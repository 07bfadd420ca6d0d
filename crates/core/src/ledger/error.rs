//! Ledger error types for rule violations and commit failures.
//!
//! Every rejected mutation surfaces as one of these variants and leaves the
//! ledger unchanged.

use thiserror::Error;
use tidemark_shared::AppError;
use tidemark_shared::types::{GramsCo2e, VesselId};

use super::eua::EuaOperationKind;

/// Errors that can occur during ledger operations.
#[derive(Debug, Error, PartialEq, Eq)]
pub enum LedgerError {
    // ========== Input Errors ==========
    /// EUA counts must not be negative.
    #[error("EUA count cannot be negative: {0}")]
    NegativeCount(i64),

    /// Ledger amounts must be strictly positive.
    #[error("Amount must be greater than zero, got {0}")]
    NonPositiveAmount(GramsCo2e),

    /// HEDGE without a positive price.
    #[error("HEDGE requires a positive price per EUA")]
    MissingHedgePrice,

    /// SURRENDER without positive realized emissions.
    #[error("SURRENDER requires realized emissions greater than zero")]
    NoRealizedEmissions,

    // ========== EUA Rule Errors ==========
    /// Operation is not allowed given the period's history.
    #[error("{operation} not allowed: {reason}")]
    OutOfOrderOperation {
        /// The rejected operation kind.
        operation: EuaOperationKind,
        /// What the history is missing.
        reason: &'static str,
    },

    /// Surrendered EUAs do not cover the realized emissions.
    #[error("Insufficient surrender: requested {requested}, required {required}")]
    InsufficientSurrender {
        /// EUAs requested for surrender.
        requested: i64,
        /// EUAs required by the coverage rate.
        required: i64,
    },

    /// No coverage rate is configured for the year.
    #[error("No EU ETS coverage rate configured for {0}")]
    CoverageRateUnavailable(i32),

    // ========== FuelEU Rule Errors ==========
    /// Banking target outside the allowed window.
    #[error("Cannot bank from {current} into {target}: target must be 1 to {horizon} years ahead")]
    BankingHorizonExceeded {
        /// Period the surplus leaves.
        current: i32,
        /// Requested target period.
        target: i32,
        /// Maximum years ahead.
        horizon: i32,
    },

    /// Borrowing source outside the allowed window.
    #[error("Cannot borrow from {from} into {current}: source must be 1 to {horizon} years ahead")]
    BorrowingHorizonExceeded {
        /// Period receiving the advance.
        current: i32,
        /// Requested source period.
        from: i32,
        /// Maximum years ahead.
        horizon: i32,
    },

    /// Balance does not cover the requested amount.
    #[error("Insufficient balance: available {available}, requested {requested}")]
    InsufficientBalance {
        /// Current balance.
        available: GramsCo2e,
        /// Amount requested.
        requested: GramsCo2e,
    },

    /// Pooled vessels cannot borrow.
    #[error("Vessel {vessel_id} is pooled in {period} and cannot borrow")]
    PooledVesselBorrow {
        /// The vessel.
        vessel_id: VesselId,
        /// The pooled period.
        period: i32,
    },

    /// A pool allocation already exists for the vessel and period.
    #[error("Vessel {vessel_id} already has a pool allocation for {period}")]
    DuplicatePoolAllocation {
        /// The vessel.
        vessel_id: VesselId,
        /// The period.
        period: i32,
    },

    /// Period cannot close with a negative balance.
    #[error("Cannot close {period} for vessel {vessel_id}: balance {balance} is negative")]
    ClosureDeficit {
        /// The vessel.
        vessel_id: VesselId,
        /// The period.
        period: i32,
        /// The outstanding balance.
        balance: GramsCo2e,
    },

    /// Closed periods are immutable.
    #[error("Period {period} is closed for vessel {vessel_id}")]
    PeriodClosed {
        /// The vessel.
        vessel_id: VesselId,
        /// The closed period.
        period: i32,
    },

    /// Checked arithmetic overflowed.
    #[error("Amount overflow")]
    AmountOverflow,

    // ========== Concurrency Errors ==========
    /// Another writer committed first.
    #[error("Concurrent modification detected, please retry")]
    ConcurrentModification,

    // ========== Storage Errors ==========
    /// Repository failure.
    #[error("Storage error: {0}")]
    Storage(String),
}

impl LedgerError {
    /// Returns the error code for API responses.
    #[must_use]
    pub fn error_code(&self) -> &'static str {
        match self {
            Self::NegativeCount(_) => "NEGATIVE_COUNT",
            Self::NonPositiveAmount(_) => "NON_POSITIVE_AMOUNT",
            Self::MissingHedgePrice => "MISSING_HEDGE_PRICE",
            Self::NoRealizedEmissions => "NO_REALIZED_EMISSIONS",
            Self::OutOfOrderOperation { .. } => "OUT_OF_ORDER_OPERATION",
            Self::InsufficientSurrender { .. } => "INSUFFICIENT_SURRENDER",
            Self::CoverageRateUnavailable(_) => "COVERAGE_RATE_UNAVAILABLE",
            Self::BankingHorizonExceeded { .. } => "BANKING_HORIZON_EXCEEDED",
            Self::BorrowingHorizonExceeded { .. } => "BORROWING_HORIZON_EXCEEDED",
            Self::InsufficientBalance { .. } => "INSUFFICIENT_BALANCE",
            Self::PooledVesselBorrow { .. } => "POOLED_VESSEL_BORROW",
            Self::DuplicatePoolAllocation { .. } => "DUPLICATE_POOL_ALLOCATION",
            Self::ClosureDeficit { .. } => "CLOSURE_DEFICIT",
            Self::PeriodClosed { .. } => "PERIOD_CLOSED",
            Self::AmountOverflow => "AMOUNT_OVERFLOW",
            Self::ConcurrentModification => "CONCURRENT_MODIFICATION",
            Self::Storage(_) => "STORAGE_ERROR",
        }
    }

    /// Returns the HTTP status code for this error.
    #[must_use]
    pub fn http_status_code(&self) -> u16 {
        match self {
            // 400 Bad Request - malformed operations
            Self::NegativeCount(_)
            | Self::NonPositiveAmount(_)
            | Self::MissingHedgePrice
            | Self::NoRealizedEmissions
            | Self::AmountOverflow => 400,

            // 409 Conflict - state conflicts
            Self::DuplicatePoolAllocation { .. }
            | Self::PeriodClosed { .. }
            | Self::ConcurrentModification => 409,

            // 422 Unprocessable - regulatory rule violations
            Self::OutOfOrderOperation { .. }
            | Self::InsufficientSurrender { .. }
            | Self::BankingHorizonExceeded { .. }
            | Self::BorrowingHorizonExceeded { .. }
            | Self::InsufficientBalance { .. }
            | Self::PooledVesselBorrow { .. }
            | Self::ClosureDeficit { .. } => 422,

            // 500 Internal Server Error
            Self::CoverageRateUnavailable(_) | Self::Storage(_) => 500,
        }
    }

    /// Returns true if this error is retryable.
    #[must_use]
    pub fn is_retryable(&self) -> bool {
        matches!(self, Self::ConcurrentModification)
    }
}

impl From<LedgerError> for AppError {
    fn from(err: LedgerError) -> Self {
        let message = err.to_string();
        match err.http_status_code() {
            400 => Self::Validation(message),
            409 => Self::Conflict(message),
            422 => Self::BusinessRule(message),
            _ => match err {
                LedgerError::CoverageRateUnavailable(_) => Self::Configuration(message),
                LedgerError::Storage(_) => Self::Storage(message),
                _ => Self::Internal(message),
            },
        }
    }
}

━━━━

#### Required work
A word-for-word copy of the lines above from the one with "not be negative." through the one with "source outside the allowed window.", inclusive, is the only output wanted.

#### Answer to the exercise
    /// EUA counts must not be negative.
    #[error("EUA count cannot be negative: {0}")]
    NegativeCount(i64),

    /// Ledger amounts must be strictly positive.
    #[error("Amount must be greater than zero, got {0}")]
    NonPositiveAmount(GramsCo2e),

    /// HEDGE without a positive price.
    #[error("HEDGE requires a positive price per EUA")]
    MissingHedgePrice,

    /// SURRENDER without positive realized emissions.
    #[error("SURRENDER requires realized emissions greater than zero")]
    NoRealizedEmissions,

    // ========== EUA Rule Errors ==========
    /// Operation is not allowed given the period's history.
    #[error("{operation} not allowed: {reason}")]
    OutOfOrderOperation {
        /// The rejected operation kind.
        operation: EuaOperationKind,
        /// What the history is missing.
        reason: &'static str,
    },

    /// Surrendered EUAs do not cover the realized emissions.
    #[error("Insufficient surrender: requested {requested}, required {required}")]
    InsufficientSurrender {
        /// EUAs requested for surrender.
        requested: i64,
        /// EUAs required by the coverage rate.
        required: i64,
    },

    /// No coverage rate is configured for the year.
    #[error("No EU ETS coverage rate configured for {0}")]
    CoverageRateUnavailable(i32),

    // ========== FuelEU Rule Errors ==========
    /// Banking target outside the allowed window.
    #[error("Cannot bank from {current} into {target}: target must be 1 to {horizon} years ahead")]
    BankingHorizonExceeded {
        /// Period the surplus leaves.
        current: i32,
        /// Requested target period.
        target: i32,
        /// Maximum years ahead.
        horizon: i32,
    },

    /// Borrowing source outside the allowed window.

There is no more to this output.